You can do this, but only when you're using the copy-initialization syntax to call your constructor. For example:
main()
{
if (A a = A())
{
// do stuff
}
}
Most compilers would elide the copy constructor in such an initializer when optimizations are enabled, but an accessible constructor is required nonetheless.
Also, naturally, if A
would have a constructor such as A(int)
, you could also do this:
if (A a = 123) ...
Also, it is generally considered a bad idea to have operator bool()

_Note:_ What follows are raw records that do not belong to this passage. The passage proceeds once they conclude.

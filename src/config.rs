use std::fs;
use std::path::PathBuf;

use camino::Utf8PathBuf;
use serde::{Deserialize, Serialize};

use crate::error::IngestError;

/// On-disk configuration, JSON. Every field is optional; omitted fields
/// fall back to the defaults of the public OAS unpaired layout.
#[derive(Debug, Default, Deserialize, Serialize)]
pub struct Config {
    #[serde(default)]
    pub columns: Option<Vec<String>>,
    #[serde(default)]
    pub database: Option<String>,
    #[serde(default)]
    pub suffix: Option<String>,
}

#[derive(Debug, Clone)]
pub struct ResolvedConfig {
    /// Ordered subset of source data columns kept in each child table.
    pub columns: Vec<String>,
    pub database: Utf8PathBuf,
    pub suffix: String,
}

pub struct ConfigLoader;

impl ConfigLoader {
    pub fn resolve(path: Option<&str>) -> Result<ResolvedConfig, IngestError> {
        let config_path = match path {
            Some(path) => PathBuf::from(path),
            None => PathBuf::from("oas-ingest.json"),
        };

        if !config_path.exists() {
            if path.is_some() {
                return Err(IngestError::MissingConfig(config_path));
            }
            // No explicit config and no default file: pure defaults.
            return Self::resolve_config(Config::default());
        }

        let content = fs::read_to_string(&config_path)
            .map_err(|_| IngestError::ConfigRead(config_path.clone()))?;
        let config: Config = serde_json::from_str(&content)
            .map_err(|err| IngestError::ConfigParse(err.to_string()))?;

        Self::resolve_config(config)
    }

    pub fn resolve_config(config: Config) -> Result<ResolvedConfig, IngestError> {
        let columns = config.columns.unwrap_or_else(default_columns);
        if columns.is_empty() {
            return Err(IngestError::ConfigParse(
                "columns must name at least one source column".to_string(),
            ));
        }
        if columns.iter().any(|column| column == "run_id") {
            return Err(IngestError::ConfigParse(
                "run_id is appended automatically and cannot be a projected column".to_string(),
            ));
        }

        Ok(ResolvedConfig {
            columns,
            database: Utf8PathBuf::from(
                config.database.unwrap_or_else(|| "multi_run_data.db".to_string()),
            ),
            suffix: config.suffix.unwrap_or_else(|| ".csv.gz".to_string()),
        })
    }
}

pub fn default_columns() -> Vec<String> {
    vec![
        "sequence_alignment_aa".to_string(),
        "germline_alignment_aa".to_string(),
        "v_call".to_string(),
        "d_call".to_string(),
        "j_call".to_string(),
        "ANARCI_status".to_string(),
    ]
}
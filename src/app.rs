use camino::Utf8Path;
use serde::Serialize;
use tracing::{info, warn};

use crate::config::ResolvedConfig;
use crate::domain::RunMetadata;
use crate::error::IngestError;
use crate::extract;
use crate::intake;
use crate::store::{QueryResult, RunStore};

#[derive(Debug, Clone, Serialize)]
pub struct BatchResult {
    pub files: Vec<FileOutcome>,
}

#[derive(Debug, Clone, Serialize)]
pub struct FileOutcome {
    pub path: String,
    #[serde(flatten)]
    pub status: FileStatus,
}

#[derive(Debug, Clone, Serialize)]
#[serde(tag = "status", rename_all = "snake_case")]
pub enum FileStatus {
    Ingested {
        run_id: String,
        rows: usize,
        /// False when the run was already known and its metadata was
        /// discarded (first write wins); the rows are appended regardless.
        new_run: bool,
    },
    Skipped {
        reason: String,
    },
}

impl BatchResult {
    pub fn ingested(&self) -> usize {
        self.files
            .iter()
            .filter(|file| matches!(file.status, FileStatus::Ingested { .. }))
            .count()
    }

    pub fn skipped(&self) -> usize {
        self.files.len() - self.ingested()
    }
}

pub struct App {
    store: RunStore,
}

impl App {
    pub fn new(store: RunStore) -> Self {
        Self { store }
    }

    /// Ingests every matching file under `root`, one file per transaction.
    /// Recoverable per-file failures are logged and recorded as skips; any
    /// other error aborts the batch. Files already committed stay committed.
    pub fn ingest_batch(
        &mut self,
        root: &Utf8Path,
        config: &ResolvedConfig,
    ) -> Result<BatchResult, IngestError> {
        let paths = intake::scan(root, &config.suffix)?;
        info!(root = %root, files = paths.len(), "starting batch");

        let mut files = Vec::with_capacity(paths.len());
        for path in paths {
            let status = match self.ingest_file(&path, config) {
                Ok(status) => status,
                Err(err) if err.is_file_scoped() => {
                    warn!(path = %path, error = %err, "skipping file");
                    FileStatus::Skipped {
                        reason: err.to_string(),
                    }
                }
                Err(err) => return Err(err),
            };
            files.push(FileOutcome {
                path: path.to_string(),
                status,
            });
        }

        let result = BatchResult { files };
        info!(
            ingested = result.ingested(),
            skipped = result.skipped(),
            "batch finished"
        );
        Ok(result)
    }

    fn ingest_file(
        &mut self,
        path: &Utf8Path,
        config: &ResolvedConfig,
    ) -> Result<FileStatus, IngestError> {
        let extraction = extract::extract(path, &config.columns)?;
        let ingest = self.store.ingest_file(&extraction.metadata, &extraction.rows)?;
        if ingest.new_run {
            info!(
                run_id = %extraction.metadata.run_id,
                rows = ingest.rows,
                "ingested new run"
            );
        } else {
            info!(
                run_id = %extraction.metadata.run_id,
                rows = ingest.rows,
                "run already known, metadata discarded, rows appended"
            );
        }
        Ok(FileStatus::Ingested {
            run_id: extraction.metadata.run_id.to_string(),
            rows: ingest.rows,
            new_run: ingest.new_run,
        })
    }

    pub fn list_runs(&self) -> Result<Vec<RunMetadata>, IngestError> {
        self.store.list_runs()
    }

    pub fn query(
        &self,
        table: &str,
        filters: &[(String, String)],
        select: Option<&[String]>,
        limit: Option<u32>,
    ) -> Result<QueryResult, IngestError> {
        self.store.query(table, filters, select, limit)
    }
}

on your class for such purposes. The reason is that bool
is in turn implicitly convertible to any numeric type (with false == 0 && true == 1
); so, for example, the client of your class can write:
int x = A();
void foo(float y);
foo(A());
which is probably not something you want to allow. A simple trick is to use a pointer-to-member-of-private-class instead:
class A {
private:
struct dummy_t { int dummy; };
typedef int dummy_t::*unspecified_boolean_type;
public:
operator unspecified_boolean_type() const {
if (...) {
return &dummy_t::dummy; // true
} else {
return 0; // false
}
}
};
Pointers-to-members have an implicit bool
conversion (as usual, null pointer is false
, anything else is true), but they are not compatible with any type but their own; and, since the inner class here is private, no client code can possibly declare a variable of that type (auto
and decltype
in C++0x provide a way, though).
As a side note, main()
as written is not valid C++ - ISO C++ does not have "default int
" rule the way C does, and a function without an explicit return type is invalid.